Dataset entries:
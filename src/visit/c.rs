//! C handlers: per-kind CFG emission plus the def/use/call scanner.

use super::{CfgBuilder, Construct, Fragment};
use crate::ast::{real_children, span_of, text_of};
use crate::cfg::{CallSite, EdgeLabel, Metadata, NodeId, NodeKind};
use tree_sitter::Node;

pub(super) static KINDS: phf::Map<&'static str, Construct> = phf::phf_map! {
    "translation_unit" => Construct::Block,
    "compound_statement" => Construct::Block,
    "if_statement" => Construct::If,
    "while_statement" => Construct::While,
    "do_statement" => Construct::DoWhile,
    "for_statement" => Construct::For,
    "switch_statement" => Construct::Switch,
    "break_statement" => Construct::Break,
    "continue_statement" => Construct::Continue,
    "return_statement" => Construct::Return,
    "goto_statement" => Construct::Goto,
    "labeled_statement" => Construct::Label,
    "comment" => Construct::Trivia,
};

pub(super) fn visit(b: &mut CfgBuilder, node: Node) -> Fragment {
    match KINDS.get(node.kind()).copied().unwrap_or(Construct::Other) {
        Construct::Block => b.seq(node),
        Construct::If => if_stmt(b, node),
        Construct::While => {
            match (
                node.child_by_field_name("condition"),
                node.child_by_field_name("body"),
            ) {
                (Some(cond), Some(body)) => b.while_loop(cond, body),
                (None, _) => b.malformed(node, "condition"),
                (_, None) => b.malformed(node, "body"),
            }
        }
        Construct::DoWhile => {
            match (
                node.child_by_field_name("body"),
                node.child_by_field_name("condition"),
            ) {
                (Some(body), Some(cond)) => b.do_while(body, cond),
                (None, _) => b.malformed(node, "body"),
                (_, None) => b.malformed(node, "condition"),
            }
        }
        Construct::For => match node.child_by_field_name("body") {
            Some(body) => b.for_loop(
                node.child_by_field_name("initializer"),
                node.child_by_field_name("condition"),
                node.child_by_field_name("update"),
                body,
            ),
            None => b.malformed(node, "body"),
        },
        Construct::Switch => switch_stmt(b, node),
        Construct::Break => b.break_stmt(node),
        Construct::Continue => b.continue_stmt(node),
        Construct::Return => b.return_stmt(node),
        Construct::Goto => {
            let label = node.child_by_field_name("label");
            b.goto_stmt(node, label)
        }
        Construct::Label => match node.child_by_field_name("label") {
            Some(name) => {
                let inner = real_children(node, b.lang)
                    .into_iter()
                    .find(|c| c.id() != name.id());
                b.label_stmt(name, inner)
            }
            None => b.statement(node),
        },
        Construct::Trivia => b.placeholder_fragment(),
        _ => b.statement(node),
    }
}

fn if_stmt(b: &mut CfgBuilder, node: Node) -> Fragment {
    let Some(cond) = node.child_by_field_name("condition") else {
        return b.malformed(node, "condition");
    };
    let Some(then_n) = node.child_by_field_name("consequence") else {
        return b.malformed(node, "body");
    };
    // the else branch sits inside an else_clause wrapper
    let else_n = node
        .child_by_field_name("alternative")
        .and_then(|alt| match alt.kind() {
            "else_clause" => real_children(alt, b.lang).into_iter().next(),
            _ => Some(alt),
        });
    b.conditional(cond, then_n, else_n)
}

/// `case`/`default` labels become passthrough nodes carrying the labeled
/// edge from the switch head; a group's open exits fall through into the
/// next group in textual order.
fn switch_stmt(b: &mut CfgBuilder, node: Node) -> Fragment {
    let Some(selector) = node.child_by_field_name("condition") else {
        return b.malformed(node, "selector");
    };
    let Some(body) = node.child_by_field_name("body") else {
        return b.malformed(node, "body");
    };

    let head = b.emit(NodeKind::SwitchHead, super::unwrap_parens(selector), Some(selector));
    let brk = b.placeholder();
    b.push_switch(brk, head);

    let mut open: Vec<NodeId> = Vec::new();
    for child in real_children(body, b.lang) {
        if child.kind() == "case_statement" {
            let value = child.child_by_field_name("value");
            let case_id = match value {
                Some(v) => {
                    let id = b.graph.new_node(
                        NodeKind::Case,
                        text_of(v, b.code),
                        Some(span_of(child)),
                    );
                    b.graph
                        .add_edge(head, id, Some(EdgeLabel::Case(text_of(v, b.code))));
                    id
                }
                None => {
                    let id =
                        b.graph
                            .new_node(NodeKind::Default, "default", Some(span_of(child)));
                    b.graph.add_edge(head, id, Some(EdgeLabel::Default));
                    id
                }
            };
            for &e in &open {
                b.graph.add_edge(e, case_id, None);
            }
            let mut frag = Fragment::new(case_id);
            for stmt in real_children(child, b.lang) {
                if value.is_some_and(|v| v.id() == stmt.id()) {
                    continue;
                }
                let f = visit(b, stmt);
                frag = b.chain(frag, f);
            }
            open = frag.exits;
        } else {
            // statements outside any case keep the fall-through frontier
            let f = visit(b, child);
            for &e in &open {
                b.graph.add_edge(e, f.entry, None);
            }
            open = f.exits;
        }
    }
    for &e in &open {
        b.graph.add_edge(e, brk, None);
    }
    b.pop_switch();
    Fragment {
        entry: head,
        exits: vec![brk],
    }
}

// -------------------------------------------------------------------------
//  Routine signature
// -------------------------------------------------------------------------

pub(super) fn signature(node: Node, code: &[u8]) -> (Option<String>, Vec<String>) {
    let mut name = None;
    let mut params = Vec::new();
    if let Some(mut d) = node.child_by_field_name("declarator") {
        // unwrap pointer declarators around `int *f(...)`
        while d.kind() != "function_declarator" {
            match d.child_by_field_name("declarator") {
                Some(inner) => d = inner,
                None => break,
            }
        }
        if d.kind() == "function_declarator" {
            name = d
                .child_by_field_name("declarator")
                .and_then(|n| declarator_name(n, code));
            if let Some(list) = d.child_by_field_name("parameters") {
                let mut cursor = list.walk();
                for p in list.named_children(&mut cursor) {
                    if p.kind() == "parameter_declaration"
                        && let Some(pd) = p.child_by_field_name("declarator")
                        && let Some(pname) = declarator_name(pd, code)
                    {
                        params.push(pname);
                    }
                }
            }
        }
    }
    (name, params)
}

/// Innermost identifier of a (possibly nested) declarator.
fn declarator_name(mut n: Node, code: &[u8]) -> Option<String> {
    loop {
        match n.kind() {
            "identifier" => return Some(text_of(n, code)),
            "pointer_declarator"
            | "array_declarator"
            | "function_declarator"
            | "parenthesized_declarator"
            | "init_declarator" => {
                n = n
                    .child_by_field_name("declarator")
                    .or_else(|| n.named_child(0))?;
            }
            _ => return None,
        }
    }
}

// -------------------------------------------------------------------------
//  Identifier scanner
// -------------------------------------------------------------------------

/// Walk a statement's expressions classifying identifiers into
/// defs/uses/calls. Field names (`s.len`) are `field_identifier` nodes and
/// never collide with variable identifiers.
pub(super) fn scan(node: Node, code: &[u8], meta: &mut Metadata) {
    match node.kind() {
        "comment" => {}
        "declaration" => {
            let mut cursor = node.walk();
            for child in node.named_children(&mut cursor) {
                match child.kind() {
                    "init_declarator" => {
                        if let Some(d) = child.child_by_field_name("declarator")
                            && let Some(name) = declarator_name(d, code)
                        {
                            meta.defs.insert(name);
                        }
                        if let Some(v) = child.child_by_field_name("value") {
                            scan(v, code, meta);
                        }
                    }
                    "identifier" => {
                        meta.defs.insert(text_of(child, code));
                    }
                    "pointer_declarator" | "array_declarator" => {
                        if let Some(name) = declarator_name(child, code) {
                            meta.defs.insert(name);
                        }
                    }
                    _ => {}
                }
            }
        }
        "assignment_expression" => {
            if let Some(lhs) = node.child_by_field_name("left") {
                if lhs.kind() == "identifier" {
                    meta.defs.insert(text_of(lhs, code));
                } else {
                    // writes through a subscript or field read the base
                    scan(lhs, code, meta);
                }
            }
            if let Some(rhs) = node.child_by_field_name("right") {
                scan(rhs, code, meta);
            }
        }
        "update_expression" => {
            if let Some(arg) = node.child_by_field_name("argument") {
                if arg.kind() == "identifier" {
                    let name = text_of(arg, code);
                    meta.defs.insert(name.clone());
                    meta.uses.insert(name);
                } else {
                    scan(arg, code, meta);
                }
            }
        }
        "call_expression" => {
            let callee = node
                .child_by_field_name("function")
                .and_then(|f| call_target(f, code, meta));
            let mut args = Vec::new();
            if let Some(list) = node.child_by_field_name("arguments") {
                let mut cursor = list.walk();
                for a in list.named_children(&mut cursor) {
                    if a.kind() == "comment" {
                        continue;
                    }
                    args.push((a.kind() == "identifier").then(|| text_of(a, code)));
                    scan(a, code, meta);
                }
            }
            if let Some(callee) = callee {
                meta.calls.push(CallSite { callee, args });
            }
        }
        "identifier" => {
            meta.uses.insert(text_of(node, code));
        }
        _ => {
            let mut cursor = node.walk();
            for child in node.named_children(&mut cursor) {
                scan(child, code, meta);
            }
        }
    }
}

/// Callee name for a `call_expression`'s function part. A method-style
/// callee (`obj.fn`) contributes its base as a use and the field as the
/// name; anything else is scanned for uses only.
fn call_target(f: Node, code: &[u8], meta: &mut Metadata) -> Option<String> {
    match f.kind() {
        "identifier" => Some(text_of(f, code)),
        "field_expression" => {
            if let Some(base) = f.child_by_field_name("argument") {
                scan(base, code, meta);
            }
            f.child_by_field_name("field").map(|n| text_of(n, code))
        }
        "parenthesized_expression" | "pointer_expression" => {
            scan(f, code, meta);
            None
        }
        _ => {
            scan(f, code, meta);
            None
        }
    }
}
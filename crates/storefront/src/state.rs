//! Application state shared across handlers.

use std::sync::Arc;
use std::time::Duration;

use sqlx::PgPool;

use crate::catalog::CachedCatalog;
use crate::config::StorefrontConfig;

/// Application state shared across all handlers.
///
/// This struct is cheaply cloneable via `Arc` and provides access to
/// shared resources like database connections and configuration.
#[derive(Clone)]
pub struct AppState {
    inner: Arc<AppStateInner>,
}

struct AppStateInner {
    config: StorefrontConfig,
    pool: PgPool,
    catalog: CachedCatalog,
}

impl AppState {
    /// Create a new application state.
    #[must_use]
    pub fn new(config: StorefrontConfig, pool: PgPool) -> Self {
        let catalog = CachedCatalog::new(pool.clone(), Duration::from_secs(config.cache_ttl_secs));

        Self {
            inner: Arc::new(AppStateInner {
                config,
                pool,
                catalog,
            }),
        }
    }

    /// Get a reference to the storefront configuration.
    #[must_use]
    pub fn config(&self) -> &StorefrontConfig {
        &self.inner.config
    }

    /// Get a reference to the database connection pool.
    #[must_use]
    pub fn pool(&self) -> &PgPool {
        &self.inner.pool
    }

    /// Get a reference to the cached catalog.
    #[must_use]
    pub fn catalog(&self) -> &CachedCatalog {
        &self.inner.catalog
    }
}
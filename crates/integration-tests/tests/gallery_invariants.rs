//! Gallery invariant tests over longer operation sequences and the
//! persisted wire shape.

use tandem_core::{Gallery, GalleryError};

/// After any operation, a non-empty gallery has exactly one primary asset.
fn assert_invariant(gallery: &Gallery) {
    let expected = usize::from(!gallery.is_empty());
    assert_eq!(
        gallery.primary_count(),
        expected,
        "invariant violated: {gallery:?}"
    );
}

// =============================================================================
// Operation Sequences
// =============================================================================

#[test]
fn test_invariant_survives_a_long_editing_session() {
    let mut gallery = Gallery::new();
    assert_invariant(&gallery);

    // Build up a five-asset gallery.
    for i in 0..5 {
        gallery = gallery.with_asset(format!("https://cdn.test/{i}.jpg").into());
        assert_invariant(&gallery);
    }

    // Shuffle the cover around, reorder, remove from both ends.
    gallery = gallery.with_primary(3).expect("valid index");
    assert_invariant(&gallery);

    gallery = gallery.moved_asset(3, 0).expect("valid indices");
    assert_invariant(&gallery);
    assert!(gallery.assets()[0].is_primary);

    gallery = gallery.without_asset(4).expect("valid index");
    assert_invariant(&gallery);

    gallery = gallery.without_asset(0).expect("valid index");
    assert_invariant(&gallery);

    // Drain to empty.
    while !gallery.is_empty() {
        gallery = gallery.without_asset(0).expect("valid index");
        assert_invariant(&gallery);
    }
    assert_eq!(gallery.display_asset(), None);
}

#[test]
fn test_removing_primary_always_promotes_the_new_first() {
    // Whatever position the primary holds, removing it leaves the remaining
    // front asset as the cover.
    for primary_at in 0..3 {
        let mut gallery = Gallery::new()
            .with_asset("a".into())
            .with_asset("b".into())
            .with_asset("c".into());
        gallery = gallery.with_primary(primary_at).expect("valid index");

        let after = gallery.without_asset(primary_at).expect("valid index");
        assert_invariant(&after);
        assert!(after.assets()[0].is_primary, "primary_at = {primary_at}");
    }
}

#[test]
fn test_removing_non_primary_never_moves_the_cover() {
    let gallery = Gallery::new()
        .with_asset("a".into())
        .with_asset("b".into())
        .with_asset("c".into());

    let after = gallery.without_asset(2).expect("valid index");
    assert_eq!(
        after.display_asset().expect("non-empty").locator.as_str(),
        "a"
    );
}

#[test]
fn test_failed_operations_leave_no_trace() {
    let gallery = Gallery::new().with_asset("a".into()).with_asset("b".into());
    let before = gallery.clone();

    assert!(matches!(
        gallery.without_asset(2),
        Err(GalleryError::IndexOutOfRange { .. })
    ));
    assert!(matches!(
        gallery.with_primary(7),
        Err(GalleryError::IndexOutOfRange { .. })
    ));

    assert_eq!(gallery, before);
    assert_invariant(&gallery);
}

// =============================================================================
// Wire Shape
// =============================================================================

#[test]
fn test_persisted_shape_is_an_ordered_url_flag_array() {
    let gallery = Gallery::new()
        .with_asset("https://cdn.test/cover.png".into())
        .with_asset("https://cdn.test/alt.jpg".into());

    let json = serde_json::to_value(&gallery).expect("serialize");
    let entries = json.as_array().expect("array wire shape");

    assert_eq!(entries.len(), 2);
    assert_eq!(entries[0]["url"], "https://cdn.test/cover.png");
    assert_eq!(entries[0]["is_primary"], true);
    assert_eq!(entries[1]["is_primary"], false);
}

#[test]
fn test_order_survives_a_persistence_roundtrip() {
    let mut gallery = Gallery::new();
    for i in 0..4 {
        gallery = gallery.with_asset(format!("https://cdn.test/{i}.jpg").into());
    }
    let gallery = gallery.moved_asset(0, 3).expect("valid indices");

    let json = serde_json::to_string(&gallery).expect("serialize");
    let restored: Gallery = serde_json::from_str(&json).expect("deserialize");

    assert_eq!(restored, gallery);
    let order: Vec<_> = restored
        .assets()
        .iter()
        .map(|a| a.locator.as_str().to_string())
        .collect();
    assert_eq!(
        order,
        vec![
            "https://cdn.test/1.jpg",
            "https://cdn.test/2.jpg",
            "https://cdn.test/3.jpg",
            "https://cdn.test/0.jpg",
        ]
    );
}

#[test]
fn test_malformed_import_still_resolves_a_cover() {
    // Data from a source that never wrote primary flags.
    let gallery: Gallery = serde_json::from_str(
        r#"[{"url": "https://cdn.test/old-1.jpg"}, {"url": "https://cdn.test/old-2.jpg"}]"#,
    )
    .expect("deserialize");

    let cover = gallery.display_asset().expect("first-asset fallback");
    assert_eq!(cover.locator.as_str(), "https://cdn.test/old-1.jpg");
}
//! Tandem Admin library.
//!
//! This crate provides the catalog management panel as a library, allowing
//! it to be tested and reused.
//!
//! # Security
//!
//! This crate contains HIGH PRIVILEGE access:
//! - Object store service key (full bucket write access)
//! - Catalog database (full read/write)
//!
//! Only deploy on VPN-protected infrastructure.

#![cfg_attr(not(test), forbid(unsafe_code))]

pub mod config;
pub mod db;
pub mod error;
pub mod filters;
pub mod media;
pub mod middleware;
pub mod routes;
pub mod services;
pub mod state;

Exercise instructions:
The number of lines in the data holding the string "Trivia" is the whole answer.

Exercise answer:
2